Alessandro  Andreatta

The charism of Chiara

In these “fast” times - where everything goes by quickly, where it is but a short step from fame to oblivion -, the message, the legacy and the charism of Chiara Lubich still live on; and continue to inspire not only her Movement, but also many people in the whole world. I think that the reason of the permanence of her message is its relevance today: after all, a thought that has the ability to go to the root of things, to touch the heart of major issues – existential, political and relational issues – may be forgotten for some time, but never loses its prophetic and epiphanic value, its ability to make us reflect and shed light on the world.

Let us just think of the ideal which inspired the whole of Chiara’s action: the ideal of unity. It wasn’t that Chiara did not see the differences: on the contrary, she did not deny them at all, she ackowledged them. But she had the ability to see beyond that. We may say that, whereas we, when seeing a palette, focus on the difference between yellow and red, she only saw the light, which is precisely at the root of cromatic differences.

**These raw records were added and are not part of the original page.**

//! 이벤트 시스템 벤치마크
//!
//! ScanEvent 생성, 직렬화, broadcast 채널 팬아웃 성능을 측정합니다.

use std::collections::BTreeMap;

use criterion::{Criterion, Throughput, black_box, criterion_group, criterion_main};
use scanwarden_core::event::{ProgressLevel, ScanEvent};
use scanwarden_core::types::{
    HostInfo, HostState, PortInfo, PortState, ResultStatus, ScanConfig, ScanResult, ScanType,
};

fn create_result(hosts: usize) -> ScanResult {
    let hosts = (0..hosts)
        .map(|i| {
            let mut host = HostInfo::new(format!("10.0.{}.{}", i / 250, i % 250 + 1).parse().unwrap());
            host.state = HostState::Up;
            host.ports = [22u16, 80, 443]
                .iter()
                .map(|port| PortInfo {
                    port: *port,
                    protocol: "tcp".to_owned(),
                    state: PortState::Open,
                    service: "http".to_owned(),
                    version: "nginx 1.25.3".to_owned(),
                    reason: "syn-ack".to_owned(),
                    scripts: BTreeMap::new(),
                })
                .collect();
            host
        })
        .collect();

    ScanResult {
        scan_id: "bench".to_owned(),
        hosts,
        status: ResultStatus::Completed,
        start_time: None,
        end_time: None,
        raw_xml: String::new(),
        scanner_version: Some("7.94".to_owned()),
        scanner_args: None,
        error: None,
    }
}

fn bench_event_creation(c: &mut Criterion) {
    let mut group = c.benchmark_group("event_creation");

    group.bench_function("progress", |b| {
        b.iter(|| {
            ScanEvent::progress(
                black_box("job-1"),
                black_box(42),
                black_box("Nmap scan report for 10.0.0.1"),
                ProgressLevel::Info,
            )
        })
    });

    let config = ScanConfig::new(["10.0.0.0/24"]).with_scan_type(ScanType::Comprehensive);
    group.bench_function("started", |b| {
        b.iter(|| ScanEvent::started(black_box("job-1"), config.clone()))
    });

    let result = create_result(50);
    group.bench_function("completed_50_hosts", |b| {
        b.iter(|| ScanEvent::completed(black_box("job-1"), result.clone()))
    });

    group.finish();
}

fn bench_event_serialization(c: &mut Criterion) {
    let mut group = c.benchmark_group("event_serialization");

    let event = ScanEvent::completed("job-1", create_result(50));
    group.throughput(Throughput::Elements(1));
    group.bench_function("completed_to_json", |b| {
        b.iter(|| serde_json::to_string(black_box(&event)).unwrap())
    });

    group.finish();
}

fn bench_broadcast_fanout(c: &mut Criterion) {
    let runtime = tokio::runtime::Runtime::new().unwrap();
    let mut group = c.benchmark_group("broadcast_fanout");

    for subscribers in [1usize, 4, 16] {
        group.throughput(Throughput::Elements(100));
        group.bench_function(format!("{subscribers}_subscribers"), |b| {
            b.iter(|| {
                runtime.block_on(async {
                    let (tx, _) = tokio::sync::broadcast::channel(256);
                    let mut receivers: Vec<_> = (0..subscribers).map(|_| tx.subscribe()).collect();
                    for i in 0..100u8 {
                        let _ = tx.send(ScanEvent::progress("job", i, "line", ProgressLevel::Info));
                    }
                    for rx in &mut receivers {
                        while rx.try_recv().is_ok() {}
                    }
                })
            })
        });
    }

    group.finish();
}

criterion_group!(
    benches,
    bench_event_creation,
    bench_event_serialization,
    bench_broadcast_fanout
);
criterion_main!(benches);
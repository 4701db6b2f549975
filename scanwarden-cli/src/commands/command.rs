//! `scanwarden command` command handler

use std::io::Write;

use serde::Serialize;

use scanwarden_core::config::ScanwardenConfig;
use scanwarden_core::types::ScanType;
use scanwarden_engine::CommandBuilder;

use crate::cli::{CommandArgs, ScanOptions};
use crate::commands::scan::build_scan_config;
use crate::error::CliError;
use crate::output::{OutputWriter, Render};

/// Execute the `command` command.
pub fn execute(
    args: CommandArgs,
    config: &ScanwardenConfig,
    writer: &OutputWriter,
) -> Result<(), CliError> {
    let report = build_command_report(&args.options, config)?;
    writer.render(&report)
}

/// Build the command line the `scan` command would run for the same options.
pub fn build_command_report(
    options: &ScanOptions,
    config: &ScanwardenConfig,
) -> Result<CommandReport, CliError> {
    let scan_config = build_scan_config(options, &config.defaults)?;
    let command = CommandBuilder::new(config.engine.nmap_path.clone()).build(&scan_config)?;

    Ok(CommandReport {
        scan_type: scan_config.scan_type,
        targets: scan_config.targets,
        command_line: command.to_string(),
        program: command.program,
        args: command.args,
    })
}

/// Scanner command preview.
#[derive(Debug, Serialize)]
pub struct CommandReport {
    pub scan_type: ScanType,
    pub targets: Vec<String>,
    pub program: String,
    pub args: Vec<String>,
    pub command_line: String,
}

impl Render for CommandReport {
    fn render_text(&self, w: &mut dyn Write) -> std::io::Result<()> {
        writeln!(w, "{}", self.command_line)
    }
}
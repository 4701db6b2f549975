//! `scanwarden scan` command handler
//!
//! Runs a single job through a [`ScanManager`], streams progress to stderr
//! and renders the final result. Ctrl-C stops the job and exits with 130.

use colored::Colorize;
use tokio::sync::broadcast;
use tracing::{info, warn};

use scanwarden_core::config::{ScanDefaults, ScanwardenConfig};
use scanwarden_core::event::{ProgressLevel, ScanEvent, ScanEventKind};
use scanwarden_core::pipeline::Pipeline;
use scanwarden_core::types::{ScanConfig, ScanResult, ScanType};
use scanwarden_engine::{
    JobStatus, ScanEngineConfig, ScanEngineError, ScanManager, ScanRunner, normalize_targets,
    parse_targets,
};

use crate::cli::{ScanArgs, ScanOptions};
use crate::commands::report::ResultReport;
use crate::error::CliError;
use crate::output::OutputWriter;

/// How a scan job ended.
#[derive(Debug)]
pub enum ScanOutcome {
    /// The scanner finished; the result may still carry an error status.
    Completed(ScanResult),
    /// The job was stopped before producing a result.
    Stopped {
        /// Stopped because the user pressed Ctrl-C.
        interrupted: bool,
    },
    /// The job failed before producing a result.
    Failed(String),
}

/// Execute the `scan` command.
pub async fn execute(
    args: ScanArgs,
    config: &ScanwardenConfig,
    writer: &OutputWriter,
) -> Result<(), CliError> {
    let scan_config = build_scan_config(&args.options, &config.defaults)?;
    let engine_config = ScanEngineConfig::from_core(&config.engine);

    match run_scan(scan_config, engine_config, args.quiet).await? {
        ScanOutcome::Completed(result) => {
            writer.render(&ResultReport::from_result(&result))?;
            if !result.is_completed() {
                return Err(CliError::Scan(
                    result
                        .error
                        .unwrap_or_else(|| "scanner produced no result".to_owned()),
                ));
            }
            Ok(())
        }
        ScanOutcome::Stopped { interrupted: true } => Err(CliError::Interrupted),
        ScanOutcome::Stopped { interrupted: false } => {
            Err(CliError::Scan("scan was stopped".to_owned()))
        }
        ScanOutcome::Failed(reason) => Err(CliError::Scan(reason)),
    }
}

/// Merge command-line options over the configured scan defaults.
///
/// # Errors
///
/// Returns `CliError::Engine` with a config error if any target is unrecognized.
pub fn build_scan_config(
    options: &ScanOptions,
    defaults: &ScanDefaults,
) -> Result<ScanConfig, CliError> {
    let parsed = parse_targets(&options.targets.join(","));
    if !parsed.invalid.is_empty() {
        return Err(CliError::Engine(ScanEngineError::Config {
            field: "targets".to_owned(),
            reason: format!("unrecognized targets: {}", parsed.invalid.join(", ")),
        }));
    }

    let scan_type = match (options.scan_type, &options.custom) {
        (Some(scan_type), _) => scan_type.into(),
        (None, Some(_)) => ScanType::Custom,
        (None, None) => defaults.scan_type,
    };

    let mut config = ScanConfig::new(normalize_targets(&parsed.valid)).with_scan_type(scan_type);
    config.intensity = options
        .intensity
        .map(Into::into)
        .unwrap_or(defaults.intensity);
    config.port_range = Some(
        options
            .ports
            .clone()
            .unwrap_or_else(|| defaults.port_range.clone()),
    );
    config.timing_template = Some(
        options
            .timing
            .clone()
            .unwrap_or_else(|| defaults.timing_template.clone()),
    );
    config.threads = options.threads.unwrap_or(defaults.threads);
    config.service_version = options.service_version;
    config.os_detection = options.os_detection;
    config.script_scan = options.script_scan;
    config.custom_command = options.custom.clone();

    Ok(config)
}

/// Start an nmap-backed manager, run one job to its end and shut the manager down.
pub async fn run_scan(
    scan_config: ScanConfig,
    engine_config: ScanEngineConfig,
    quiet: bool,
) -> Result<ScanOutcome, CliError> {
    let (mut manager, mut events) = ScanManager::nmap(engine_config)?;
    manager.start().await?;

    let job_id = match manager.submit(scan_config) {
        Ok(id) => id,
        Err(e) => {
            if let Err(stop_err) = manager.stop().await {
                warn!(error = %stop_err, "failed to stop scan manager");
            }
            return Err(e.into());
        }
    };
    info!(job_id = %job_id, "scan submitted");

    let outcome = wait_for_job(&manager, &mut events, &job_id, quiet).await;
    manager.stop().await?;
    outcome
}

async fn wait_for_job<R: ScanRunner>(
    manager: &ScanManager<R>,
    events: &mut broadcast::Receiver<ScanEvent>,
    job_id: &str,
    quiet: bool,
) -> Result<ScanOutcome, CliError> {
    let mut interrupted = false;

    loop {
        tokio::select! {
            received = events.recv() => match received {
                Ok(event) if event.job_id == job_id => {
                    if !quiet {
                        if let Some(line) = progress_line(&event) {
                            eprintln!("{line}");
                        }
                    }
                    match event.kind {
                        ScanEventKind::Completed { result } => {
                            return Ok(ScanOutcome::Completed(*result));
                        }
                        ScanEventKind::Stopped => return Ok(ScanOutcome::Stopped { interrupted }),
                        ScanEventKind::Failed { error } => return Ok(ScanOutcome::Failed(error)),
                        _ => {}
                    }
                }
                Ok(_) => {}
                Err(broadcast::error::RecvError::Lagged(skipped)) => {
                    warn!(job_id = %job_id, skipped, "scan events dropped");
                }
                Err(broadcast::error::RecvError::Closed) => {
                    return outcome_from_status(manager, job_id, interrupted);
                }
            },
            signal = tokio::signal::ctrl_c(), if !interrupted => {
                signal?;
                warn!(job_id = %job_id, "interrupt received, stopping scan");
                interrupted = true;
                manager.stop_job(job_id).await?;
            }
        }
    }
}

/// Recover the outcome from the job table when the event stream is gone.
fn outcome_from_status<R: ScanRunner>(
    manager: &ScanManager<R>,
    job_id: &str,
    interrupted: bool,
) -> Result<ScanOutcome, CliError> {
    let snapshot = manager.status(job_id)?;
    let outcome = match snapshot.status {
        JobStatus::Completed => match manager.result(job_id)? {
            Some(result) => ScanOutcome::Completed(result),
            None => ScanOutcome::Failed("completed job has no result".to_owned()),
        },
        JobStatus::Stopped => ScanOutcome::Stopped { interrupted },
        JobStatus::Error => ScanOutcome::Failed(snapshot.error.unwrap_or_default()),
        other => ScanOutcome::Failed(format!("event stream closed while job was {other}")),
    };
    Ok(outcome)
}

/// Human-readable stderr line for a job event.
pub fn progress_line(event: &ScanEvent) -> Option<String> {
    let line = match &event.kind {
        ScanEventKind::Queued => return None,
        ScanEventKind::Started { config } => {
            format!("{} scan {} started: {}", "▶".cyan(), event.job_id, config)
        }
        ScanEventKind::Progress {
            percent,
            status_text,
            level: ProgressLevel::Info,
        } => format!("[{:>3}%] {}", percent, status_text),
        ScanEventKind::Progress {
            status_text,
            level: ProgressLevel::Warning,
            ..
        } => format!("{} {}", "warning:".yellow(), status_text),
        ScanEventKind::Paused => format!("{} scan paused", "⏸".yellow()),
        ScanEventKind::Resumed => format!("{} scan resumed", "▶".cyan()),
        ScanEventKind::Completed { .. } => format!("[100%] {}", "scan completed".green()),
        ScanEventKind::Stopped => format!("{}", "scan stopped".yellow()),
        ScanEventKind::Failed { error } => format!("{} {}", "scan failed:".red(), error),
    };
    Some(line)
}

Nowadays in politics, but also in economics and in culture, particularism and the stigmatisation of differences are back into fashion. We build walls between nations and within cities to separate those we consider our fellows from those who allegedly are not, for fear of the encounter between the black and the white, the North and the South, the East and the West. The word of Chiara Lubich is thus again against the tide, as it was in the aftermath of WWII, amongst the debris of a divided Europe, made of of nations of former enemies; whom a young woman from Trento asked to lay down their weapons and embrace the cause of dialogue. But then again, Chiara Lubich does not talk and never talked to give us credit, to please us. As Andrea Riccardi, the founder of the Community of St. Aegidius, stated precisely in Trento, “with Chiara’s dream we need to unsettle Europe again, because we cannot live for ourselves any more. Until 1945, living for onelself meant killing each other in fratricidal wars. Now, living for oneself means to be content with a culture of senescence, a comforting wealth, but also sink into helplessness in the face of the great challenges of the world”.

I think this is the spirit in which we should pick up on Chiara’s message and testimony. We would betray her legacy if today we were here to make of Chiara Lubich a monument, if we delivered her to history so as not to hear her talk in current events and in our times, which are in desperate need of dialogue and fraternity.